Friday, 11 June 2010

We get email

OK, we get lots of email. Some weeks we get several from people who ask for our help in transferring fortunes from their late relative’s bank accounts in places in West Africa. We get even more emails from people who have also received such offers and are now understandably skeptical. Correction, people don’t seem to be skeptical these days, there’s no need to be skeptical any more, I think we all know this is nonsense, don’t we?

Actually we don’t. Within the last few weeks we’ve heard about two people who were actually falling for this old scam. One had been electronically seduced by a beautiful young woman calling herself Hariet U. Yeboah who claimed to be in a Senagalese refugee camp and who had told our victim that “she has money in the royal bank in scotland which was left by her father before he died in the ivory coast wars in 2006.”

I won’t go into the full details but I’m sure you can guess the rest. All “she” wanted was for the victim to transfer some money via Western Union that would allow her fictional lawyer to transfer the fictional money to the victim’s account. The tragedy was that our victim still believed that this young woman really existed. He had never met her in the flesh and had never even spoken to her on the phone. The only contact he ever had with her was email. It’s a shame he never asked how she could send emails but couldn’t receive a phone call.

What we had to tell the victim, in the gentlest of ways, was that this girl didn’t exist. In fact all that existed was a single scammer, almost certainly a man, certainly not young and beautiful and with no fortune to give away.

Unfortunately it didn’t take must investigation to establish that this was a scam. You only had to read his email to see. However, just to underline our certainty I did a Google search for “Hariet U. Yeboah” and there was another report of the scam, showing the various pictures the scammer had sent out claiming they were of her. Strangely they weren’t all even pictures of the same girl, clearly he’s not a very consistent scammer.

I haven’t heard back from the potential victim since, I imagine he is a little embarrassed, but at least we got there before he started sending money to “her”.

Others haven’t been so fortunate. We also heard from the sister of a victim who was very concerned that her sister was offering everyone an end to debt because of the fortune she was about to acquire. She had also befriended someone on the internet claiming to be in a similar situation, also stuck in a refugee camp with a fortune to liberate. However the family of this victim were worried because she had already withdrawn large quantities of money that had disappeared. Needless to say it was too late to get that back, it was already in the hands of West African organised crime. However we were in time to stop her sending them a final payment of P200,000 before the fortune was meant to come her way.

I got a very intriguing email from someone called Lauren. It read:
“Hello Dear, Good morning or whatever the weather may be over there,how is the weather in your country?,my name is Lauren I'm tall and nice looking girl i just decided to drop you some words just to say hello and how was today,i saw your profile at and i will like to known more about you, please i will be very happy if you can reply me so that we can go further to known each other,we can be good friends,write me direct to my mail box, Hope to hear from you. yours Lauren.”
Well, that’s very nice. Or rather it would be if I actually had a profile at, which I don’t. It would also be flattering if “she” hadn’t sent it to everyone else in the world.

But, just to see what happened, I replied, using a different email address, one of my many scam-investigating Gmail addresses. Guess what? She’s in a refugee camp in Dakar! What a small world.
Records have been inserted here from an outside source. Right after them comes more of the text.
//! Realtime-safe snapshot arrays
//!
//! A [`RealtimeArray`] manages an ordered collection shared between the
//! control thread and the render thread: the list of active modules, the
//! per-channel gain entries, anything the render pass iterates. Updates
//! build an immutable snapshot published through a [`ManagedValue`], so
//! reads follow the same once-per-cycle commit discipline as every other
//! managed value in the group.
//!
//! # Structural sharing
//!
//! [`update`](RealtimeArray::update) maps each source item to a stored
//! value. Items that were already present - compared by *identity*, not
//! equality (see [`SourceIdentity`]) - keep their previously mapped value
//! untouched, so render-side state survives reordering and insertion.
//! Only newly introduced items invoke the mapping closure; only removed
//! items are released, on the control side, through the group's normal
//! deferred-release path.
//!
//! # Render-side access
//!
//! The render thread calls [`acquire_token`](RealtimeArray::acquire_token)
//! once per cycle and reads through the token; acquiring and dropping the
//! token are wait-free.

use std::mem::ManuallyDrop;
use std::sync::Arc;

use super::value::{ManagedValue, UpdateGroup, ValueRef};

/// Identity comparison for source items
///
/// Snapshot diffing matches items by identity: two distinct items that
/// compare equal are still distinct entries. For `Arc` sources this is
/// pointer identity.
pub trait SourceIdentity {
    /// Whether `self` and `other` are the same item
    fn same_source(&self, other: &Self) -> bool;
}

impl<T: ?Sized> SourceIdentity for Arc<T> {
    fn same_source(&self, other: &Self) -> bool {
        Arc::ptr_eq(self, other)
    }
}

/// One mapped entry, shared between every snapshot that contains it
struct ArrayEntry<S, V>
where
    S: Send + Sync + 'static,
    V: Send + Sync + 'static,
{
    source: S,
    value: ManuallyDrop<V>,
    release: Option<Arc<dyn Fn(&S, V) + Send + Sync>>,
}

impl<S, V> ArrayEntry<S, V>
where
    S: Send + Sync + 'static,
    V: Send + Sync + 'static,
{
    fn new(source: S, value: V, release: Option<Arc<dyn Fn(&S, V) + Send + Sync>>) -> Self {
        Self { source, value: ManuallyDrop::new(value), release }
    }

    fn value(&self) -> &V {
        &self.value
    }
}

impl<S, V> Drop for ArrayEntry<S, V>
where
    S: Send + Sync + 'static,
    V: Send + Sync + 'static,
{
    fn drop(&mut self) {
        // Runs once the last snapshot containing the entry is collected
        let value = unsafe { ManuallyDrop::take(&mut self.value) };
        match &self.release {
            Some(release) => release(&self.source, value),
            None => drop(value),
        }
    }
}

/// An immutable snapshot of the array
pub(crate) struct ArraySnapshot<S, V>
where
    S: Send + Sync + 'static,
    V: Send + Sync + 'static,
{
    entries: Vec<Arc<ArrayEntry<S, V>>>,
}

/// An ordered collection shared with the render thread
///
/// `S` is the source item type supplied by the control thread; `V` is the
/// mapped value the render thread reads.
pub struct RealtimeArray<S, V>
where
    S: SourceIdentity + Clone + Send + Sync + 'static,
    V: Send + Sync + 'static,
{
    value: ManagedValue<ArraySnapshot<S, V>>,
    release: Option<Arc<dyn Fn(&S, V) + Send + Sync>>,
}

impl<S, V> RealtimeArray<S, V>
where
    S: SourceIdentity + Clone + Send + Sync + 'static,
    V: Send + Sync + 'static,
{
    /// Create an empty array in the given update group
    ///
    /// Removed values are simply dropped when released.
    pub fn new(group: &UpdateGroup) -> Self {
        Self {
            value: ManagedValue::new(group, ArraySnapshot { entries: Vec::new() }),
            release: None,
        }
    }

    /// Create an empty array with a custom release closure
    ///
    /// `release` receives each removed item's source and mapped value on the
    /// control side, once no snapshot references it.
    pub fn with_release(
        group: &UpdateGroup,
        release: impl Fn(&S, V) + Send + Sync + 'static,
    ) -> Self {
        Self {
            value: ManagedValue::new(group, ArraySnapshot { entries: Vec::new() }),
            release: Some(Arc::new(release)),
        }
    }

    /// Replace the array contents - control thread
    ///
    /// `map` is invoked for items not present in the previous snapshot;
    /// retained items keep their existing mapped value by identity. The new
    /// snapshot becomes visible at the next commit. Call inside
    /// [`UpdateGroup::perform_atomic_batch_update`] to publish together
    /// with other value updates.
    pub fn update(&self, items: &[S], mut map: impl FnMut(&S) -> V) {
        self.update_indexed(items, |item, _index| map(item));
    }

    /// Replace the array contents, with the item index passed to `map`
    pub fn update_indexed(&self, items: &[S], mut map: impl FnMut(&S, usize) -> V) {
        self.value.update_latest(|previous| {
            let entries = items
                .iter()
                .enumerate()
                .map(|(index, item)| {
                    previous
                        .entries
                        .iter()
                        .find(|entry| entry.source.same_source(item))
                        .cloned()
                        .unwrap_or_else(|| {
                            Arc::new(ArrayEntry::new(
                                item.clone(),
                                map(item, index),
                                self.release.clone(),
                            ))
                        })
                })
                .collect();
            ArraySnapshot { entries }
        });
    }

    /// Replace the mapped value for one item - control thread
    ///
    /// Published through the same two-phase discipline as a full update; the
    /// previous value retires through the normal release path. Returns
    /// whether the item was found.
    pub fn update_value_for(&self, source: &S, value: V) -> bool {
        let mut value = Some(value);
        self.value.update_latest(|previous| {
            let mut entries = Vec::with_capacity(previous.entries.len());
            for entry in &previous.entries {
                if value.is_some() && entry.source.same_source(source) {
                    if let Some(value) = value.take() {
                        entries.push(Arc::new(ArrayEntry::new(
                            entry.source.clone(),
                            value,
                            self.release.clone(),
                        )));
                        continue;
                    }
                }
                entries.push(entry.clone());
            }
            ArraySnapshot { entries }
        });
        value.is_none()
    }

    /// Get the current snapshot token - render thread
    ///
    /// Wait-free. The token stays coherent for as long as it is held; fetch
    /// it once per render cycle so commits take effect between cycles, not
    /// within one.
    pub fn acquire_token(&self) -> ArrayToken<S, V> {
        ArrayToken { snapshot: self.value.get() }
    }

    /// Number of items in the latest array contents - control thread
    pub fn len(&self) -> usize {
        self.value.read_latest(|snapshot| snapshot.entries.len())
    }

    /// Whether the latest array contents are empty - control thread
    pub fn is_empty(&self) -> bool {
        self.len() == 0
    }

    /// The source items of the latest array contents - control thread
    pub fn sources(&self) -> Vec<S> {
        self.value.read_latest(|snapshot| {
            snapshot.entries.iter().map(|entry| entry.source.clone()).collect()
        })
    }
}

/// Token over one published snapshot
///
/// All accessors are O(1) against the snapshot the token was acquired from;
/// later commits do not affect it.
pub struct ArrayToken<S, V>
where
    S: Send + Sync + 'static,
    V: Send + Sync + 'static,
{
    snapshot: ValueRef<ArraySnapshot<S, V>>,
}

impl<S, V> ArrayToken<S, V>
where
    S: Send + Sync + 'static,
    V: Send + Sync + 'static,
{
    /// Number of items in the snapshot
    pub fn len(&self) -> usize {
        self.snapshot.entries.len()
    }

    /// Whether the snapshot is empty
    pub fn is_empty(&self) -> bool {
        self.snapshot.entries.is_empty()
    }

    /// The mapped value at `index`
    pub fn item(&self, index: usize) -> Option<&V> {
        self.snapshot.entries.get(index).map(|entry| entry.value())
    }

    /// The source item at `index`
    pub fn source(&self, index: usize) -> Option<&S> {
        self.snapshot.entries.get(index).map(|entry| &entry.source)
    }

    /// Iterate over the mapped values
    ///
    /// Restartable: each call yields a fresh pass over the same snapshot.
    pub fn iter(&self) -> impl Iterator<Item = &V> {
        self.snapshot.entries.iter().map(|entry| entry.value())
    }
}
And do you what’s the best thing I found out? The pictures “Lauren” sends to potential victims are exactly the same pictures as those sent out by “Hariet U. Yeboah”! Isn’t that a wonderful coincidence?

The lesson is the same one I’ve mentioned again and again. Don’t trust anyone on the internet unless you know them in another way first. The internet is a perilous place to be.

Even at home there are perils. In the Daily News this week the Botswana National Sports Council announced that they were launching a new web site, which is clearly very modern and worthy. However, much as it pains me to say this, please don’t visit it. I went there and instantly Google popped up a security warning saying:
“Warning: Visiting this site may harm your computer! The website at appears to host malware – software that can hurt your computer or otherwise operate without your consent. Just visiting a site that hosts malware can infect your computer.”
It went on to say:
“Of the 2 pages we tested on the site over the past 90 days, 1 page resulted in malicious software being downloaded and installed without user consent. The last time Google visited this site was on 2010-06-07, and the last time suspicious content was found on this site was on 2010-06-07.”
Be careful out there on the internet!

This week’s stars
  • Elizabeth at Data Dominion Computers at the Carbo Centre at Riverwalk for being incredibly friendly and cheerful.